Retention and immutability settings
What Is Usually Excluded from Scope
Unless explicitly agreed otherwise:
DoS, stress, or load testing
Attacks on the cloud provider itself
Multi-tenant infrastructure attacks
Third-party SaaS testing without permission
Social engineering and phishing
Destructive production actions (data deletion, encryption)
Only controlled proof-of-concepts are allowed
What Should Be Defined Before Testing (SOW / Rules of Engagement)
Account Boundaries
AWS Accounts
Azure Subscriptions
Management Groups
Entra ID tenant
Regions and Environments
Production / staging / development
Specific regions (e.g. eu-central-1, westeurope)
Services in Scope
IAM / Entra ID
VPC / VNet
Storage
Kubernetes
Databases
Serverless
WAF
Access Level
Black-box (No access. Testing is done as an external attacker using only publicly available endpoints and exposed resources)

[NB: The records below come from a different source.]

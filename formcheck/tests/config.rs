use formcheck::{ConfigError, Pattern, Settings, Spec, SpecSet, TextRule};

#[test]
fn test_settings_from_json() {
    let settings = Settings::from_json_str(
        r#"{
            "regex": {
                "numeric": "^[0-9]+$",
                "email": { "pattern": "^[a-z]+@[a-z]+\\.[a-z]{2,}$", "flags": "i" },
                "strictEmail": { "builtin": "email" }
            }
        }"#,
    )
    .unwrap();

    assert_eq!(settings.len(), 3);
    assert_eq!(settings.get("strictEmail"), Some(&Pattern::Email));
    assert!(settings.get("numeric").unwrap().is_match("0042"));
    assert!(settings.get("email").unwrap().is_match("JOHN@EXAMPLE.COM"));
}

#[test]
fn test_settings_equal_to_hand_built_table() {
    let loaded = Settings::from_json_str(r#"{ "regex": { "numeric": "^[0-9]+$" } }"#).unwrap();
    let built = Settings::new().pattern("numeric", Pattern::regex("^[0-9]+$").unwrap());
    assert_eq!(loaded, built);
}

#[test]
fn test_multiline_and_dotall_flags() {
    let settings = Settings::from_json_str(
        r#"{ "regex": {
            "line": { "pattern": "^b$", "flags": "m" },
            "span": { "pattern": "a.b", "flags": "s" }
        } }"#,
    )
    .unwrap();
    assert!(settings.get("line").unwrap().is_match("a\nb\nc"));
    assert!(settings.get("span").unwrap().is_match("a\nb"));
}

#[test]
fn test_invalid_pattern_reports_name() {
    let err = Settings::from_json_str(r#"{ "regex": { "broken": "([0-9]" } }"#).unwrap_err();
    match &err {
        ConfigError::Pattern { name, .. } => assert_eq!(name, "broken"),
        other => panic!("unexpected error: {other}"),
    }
    assert!(err.to_string().starts_with("invalid pattern 'broken'"));
}

#[test]
fn test_unsupported_flag() {
    let err = Settings::from_json_str(r#"{ "regex": { "x": { "pattern": "a", "flags": "q" } } }"#)
        .unwrap_err();
    assert!(matches!(err, ConfigError::Flag { flag: 'q', .. }));
}

#[test]
fn test_unknown_builtin() {
    let err = Settings::from_json_str(r#"{ "regex": { "x": { "builtin": "phone" } } }"#)
        .unwrap_err();
    assert!(matches!(err, ConfigError::Builtin { ref builtin, .. } if builtin == "phone"));
}

#[test]
fn test_shorthand_classes_are_unicode_aware() {
    let settings = Settings::from_json_str(
        r#"{ "regex": {
            "digits": "^\\d+$",
            "asciiDigits": "^(?-u:\\d)+$",
            "word": "^\\w+$"
        } }"#,
    )
    .unwrap();
    assert!(settings.get("digits").unwrap().is_match("\u{0663}\u{0664}"));
    assert!(!settings.get("asciiDigits").unwrap().is_match("\u{0663}\u{0664}"));
    assert!(settings.get("asciiDigits").unwrap().is_match("34"));
    assert!(settings.get("word").unwrap().is_match("caf\u{e9}"));
}

#[test]
fn test_malformed_json() {
    let err = Settings::from_json_str("{ regex: }").unwrap_err();
    assert!(matches!(err, ConfigError::Json(_)));
}

#[test]
fn test_missing_file_reports_path() {
    let err = SpecSet::from_json_file("/definitely/not/here/specs.json").unwrap_err();
    match &err {
        ConfigError::Io { path, .. } => assert!(path.ends_with("specs.json")),
        other => panic!("unexpected error: {other}"),
    }
    assert!(err.to_string().contains("/definitely/not/here/specs.json"));
}

#[test]
fn test_spec_set_from_json_tolerates_incomplete_entries() {
    let specs = SpecSet::from_json_str(
        r##"{
            "#a": "oops",
            "#name": { "type": "text", "rules": [{ "type": "notEmpty" }] },
            "#terms": { "type": "checkbox", "errMsg": "Accept the terms" }
        }"##,
    )
    .unwrap();
    assert_eq!(specs.len(), 3);
    assert_eq!(specs.get("#a"), Some(&Spec::Unrecognized { kind: None }));
    assert_eq!(
        specs.get("#name"),
        Some(&Spec::text([TextRule::new("notEmpty", "")]))
    );
}

#[test]
fn test_spec_set_from_json_accepts_both_field_spellings() {
    let specs = SpecSet::from_json_str(
        r##"{
            ".gender": { "type": "select", "default_value": "test", "errorMessage": "Pick one" },
            "#terms": { "type": "checkbox", "errMsg": "Accept the terms" }
        }"##,
    )
    .unwrap();
    assert_eq!(specs.get(".gender"), Some(&Spec::select("test", "Pick one")));
    assert_eq!(specs.get("#terms"), Some(&Spec::checkbox("Accept the terms")));
}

Grey-box (Limited access. Read-only or low-privileged credentials that simulate a leaked account or token)
White-box (Full access. Detailed permissions, architecture, and IaC are provided for deep security analysis)
Methods and Restrictions
Forbidden techniques (DoS/stress testing, brute-force MFA, destructive actions, mass aggressive scanning, attacks on cloud provider or third-party services)
Testing windows
Stop-test procedure
Escalation contacts
Deliverables
Risk-based report
Proofs of concept
Remediation roadmap
Retest after fixes
A proper AWS/Azure cloud penetration test scope includes: identity, secrets, networking, public exposure, containers, serverless, CI/CD, and logging.
Only this combination answers the real question:
Can an attacker take control of your cloud — and how exactly would they do it?
FAQ
Can AWS/Azure be tested without access? Yes, but only the public attack surface. The most critical risks usually require at least grey-box access.
What is more important: network or IAM? In the cloud, IAM / Entra ID is usually more critical. With enough permissions, network controls can often be bypassed via APIs.
Is Terraform / Bicep analysis included? Often yes, but it’s best defined explicitly as IaC security review, either inside the pentest or as a separate module.